→ **TASK ITEM**: Return only how many lines in the data include the string "tests".

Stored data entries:
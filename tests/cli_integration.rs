//! CLI integration tests
//!
//! These run the compiled `stackprobe` binary and check output formats and
//! exit codes.

use std::fs;
use std::path::{Path, PathBuf};
use std::process::{Command, Output};
use tempfile::TempDir;

fn stackprobe_bin() -> PathBuf {
    PathBuf::from(env!("CARGO_BIN_EXE_stackprobe"))
}

fn run(args: &[&str]) -> Output {
    Command::new(stackprobe_bin())
        .args(args)
        .env_remove("RUST_LOG")
        .env_remove("STACKPROBE_MIN_CONFIDENCE")
        .output()
        .expect("Failed to execute stackprobe")
}

fn create_rust_repo(dir: &TempDir) -> &Path {
    let repo_path = dir.path();
    fs::write(
        repo_path.join("Cargo.toml"),
        "[package]\nname = \"test-project\"\nversion = \"0.1.0\"\nedition = \"2021\"\n\n[dependencies]\naxum = \"0.7\"\n",
    )
    .expect("Failed to write Cargo.toml");
    fs::create_dir_all(repo_path.join("src")).expect("Failed to create src directory");
    fs::write(
        repo_path.join("src/main.rs"),
        "use axum::Router;\n\nfn main() {}\n",
    )
    .expect("Failed to write main.rs");
    repo_path
}

#[test]
fn test_cli_help() {
    let output = run(&["--help"]);

    assert!(output.status.success());
    let stdout = String::from_utf8_lossy(&output.stdout);
    assert!(stdout.contains("stackprobe"));
    assert!(stdout.contains("detect"));
    assert!(stdout.contains("platforms"));
}

#[test]
fn test_cli_version() {
    let output = run(&["--version"]);

    assert!(output.status.success());
    let stdout = String::from_utf8_lossy(&output.stdout);
    assert!(stdout.contains(env!("CARGO_PKG_VERSION")));
}

#[test]
fn test_detect_json_output() {
    let dir = TempDir::new().unwrap();
    let repo = create_rust_repo(&dir);

    let output = run(&["detect", repo.to_str().unwrap(), "--format", "json", "-q"]);
    assert_eq!(output.status.code(), Some(0));

    let parsed: serde_json::Value =
        serde_json::from_slice(&output.stdout).expect("stdout is JSON");
    assert_eq!(parsed["primary"]["primary_language"], "Rust");
    assert_eq!(parsed["primary"]["framework"], "Axum");
    assert_eq!(parsed["primary"]["build_tool"], "cargo");
    assert_eq!(parsed["min_confidence_threshold"], 0.0);
}

#[test]
fn test_detect_sequential_matches_default() {
    let dir = TempDir::new().unwrap();
    let repo = create_rust_repo(&dir);
    let path = repo.to_str().unwrap();

    let concurrent = run(&["detect", path, "-f", "json", "-q"]);
    let sequential = run(&["detect", path, "-f", "json", "-q", "--sequential"]);

    assert_eq!(concurrent.stdout, sequential.stdout);
}

#[test]
fn test_detect_yaml_output() {
    let dir = TempDir::new().unwrap();
    let repo = create_rust_repo(&dir);

    let output = run(&["detect", repo.to_str().unwrap(), "--format", "yaml", "-q"]);
    assert!(output.status.success());

    let stdout = String::from_utf8_lossy(&output.stdout);
    assert!(stdout.contains("primary_language: Rust"));
}

#[test]
fn test_detect_human_output() {
    let dir = TempDir::new().unwrap();
    let repo = create_rust_repo(&dir);

    let output = run(&["detect", repo.to_str().unwrap(), "-q"]);
    assert!(output.status.success());

    let stdout = String::from_utf8_lossy(&output.stdout);
    assert!(stdout.contains("Detected Rust"));
    assert!(stdout.contains("cargo build --release"));
}

#[test]
fn test_detect_output_file() {
    let dir = TempDir::new().unwrap();
    let repo = create_rust_repo(&dir);
    let out_dir = TempDir::new().unwrap();
    let out_file = out_dir.path().join("result.json");

    let output = run(&[
        "detect",
        repo.to_str().unwrap(),
        "-f",
        "json",
        "-o",
        out_file.to_str().unwrap(),
    ]);
    assert!(output.status.success());

    let written = fs::read_to_string(&out_file).expect("output file written");
    let parsed: serde_json::Value = serde_json::from_str(&written).unwrap();
    assert_eq!(parsed["primary"]["primary_language"], "Rust");
}

#[test]
fn test_detect_threshold_filters_detections() {
    let dir = TempDir::new().unwrap();
    fs::write(dir.path().join("package.json"), "{}").unwrap();

    let output = run(&[
        "detect",
        dir.path().to_str().unwrap(),
        "-f",
        "json",
        "-c",
        "0.45",
        "-q",
    ]);
    assert_eq!(output.status.code(), Some(0));

    let parsed: serde_json::Value = serde_json::from_slice(&output.stdout).unwrap();
    assert!(parsed["detections"].as_array().unwrap().is_empty());
    assert!(parsed["primary"].is_null());
}

#[test]
fn test_invalid_threshold_exit_code() {
    let dir = TempDir::new().unwrap();
    let repo = create_rust_repo(&dir);

    let output = run(&["detect", repo.to_str().unwrap(), "--min-confidence", "1.5"]);
    assert_eq!(output.status.code(), Some(2));
    assert!(output.stdout.is_empty());
}

#[test]
fn test_missing_path_exit_code() {
    let dir = TempDir::new().unwrap();
    let missing = dir.path().join("nope");

    let output = run(&["detect", missing.to_str().unwrap()]);
    assert_eq!(output.status.code(), Some(1));
}

#[test]
fn test_platforms_json() {
    let output = run(&["platforms", "--format", "json"]);
    assert!(output.status.success());

    let parsed: serde_json::Value = serde_json::from_slice(&output.stdout).unwrap();
    let names: Vec<&str> = parsed
        .as_array()
        .unwrap()
        .iter()
        .map(|p| p["name"].as_str().unwrap())
        .collect();
    assert_eq!(
        names,
        vec!["Java", "Node.js", "Python", ".NET", "Go", "Rust", "PHP", "Ruby"]
    );
}

#[test]
fn test_unknown_subcommand_fails() {
    let output = run(&["frobnicate"]);
    assert!(!output.status.success());
}
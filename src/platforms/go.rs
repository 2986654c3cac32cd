//! Go modules

use super::{CommandRule, FrameworkBuilder, PlatformRules};

pub fn go() -> PlatformRules {
    PlatformRules::builder("go", "Go")
        .primary(&["go.mod"])
        .secondary(&["go.sum", "main.go"])
        .structure(&["cmd", "pkg", "internal"])
        .config(&["go.work", ".golangci.yml", ".golangci.yaml", ".goreleaser.yml"])
        .manifests(&["go.mod"])
        .framework(
            FrameworkBuilder::new("Gin")
                .package_containing("github.com/gin-gonic/gin")
                .source("*.go", r#""github\.com/gin-gonic/gin""#),
        )
        .framework(
            FrameworkBuilder::new("Echo")
                .package_containing("github.com/labstack/echo")
                .source("*.go", r#""github\.com/labstack/echo(/v\d+)?""#),
        )
        .framework(
            FrameworkBuilder::new("Fiber")
                .package_containing("github.com/gofiber/fiber")
                .source("*.go", r#""github\.com/gofiber/fiber(/v\d+)?""#),
        )
        .framework(
            FrameworkBuilder::new("Chi")
                .package_containing("github.com/go-chi/chi")
                .source("*.go", r#""github\.com/go-chi/chi(/v\d+)?""#),
        )
        .framework(FrameworkBuilder::new("Gorilla Mux").package_containing("github.com/gorilla/mux"))
        .framework(FrameworkBuilder::new("Beego").package_containing("github.com/beego/beego"))
        .framework(FrameworkBuilder::new("Buffalo").package_containing("github.com/gobuffalo/buffalo"))
        .framework(
            FrameworkBuilder::new("Standard Library")
                .source("*.go", r"http\.ListenAndServe\("),
        )
        .content("*.go", r"(?m)^package\s+main\b")
        .default_build_tool("go")
        .command(CommandRule::for_tool("go").build("go build ./...").install("go mod download"))
        .build_required(true)
        .build()
        .expect("built-in go rules are valid")
}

→ **SOLVED EXERCISE**: 2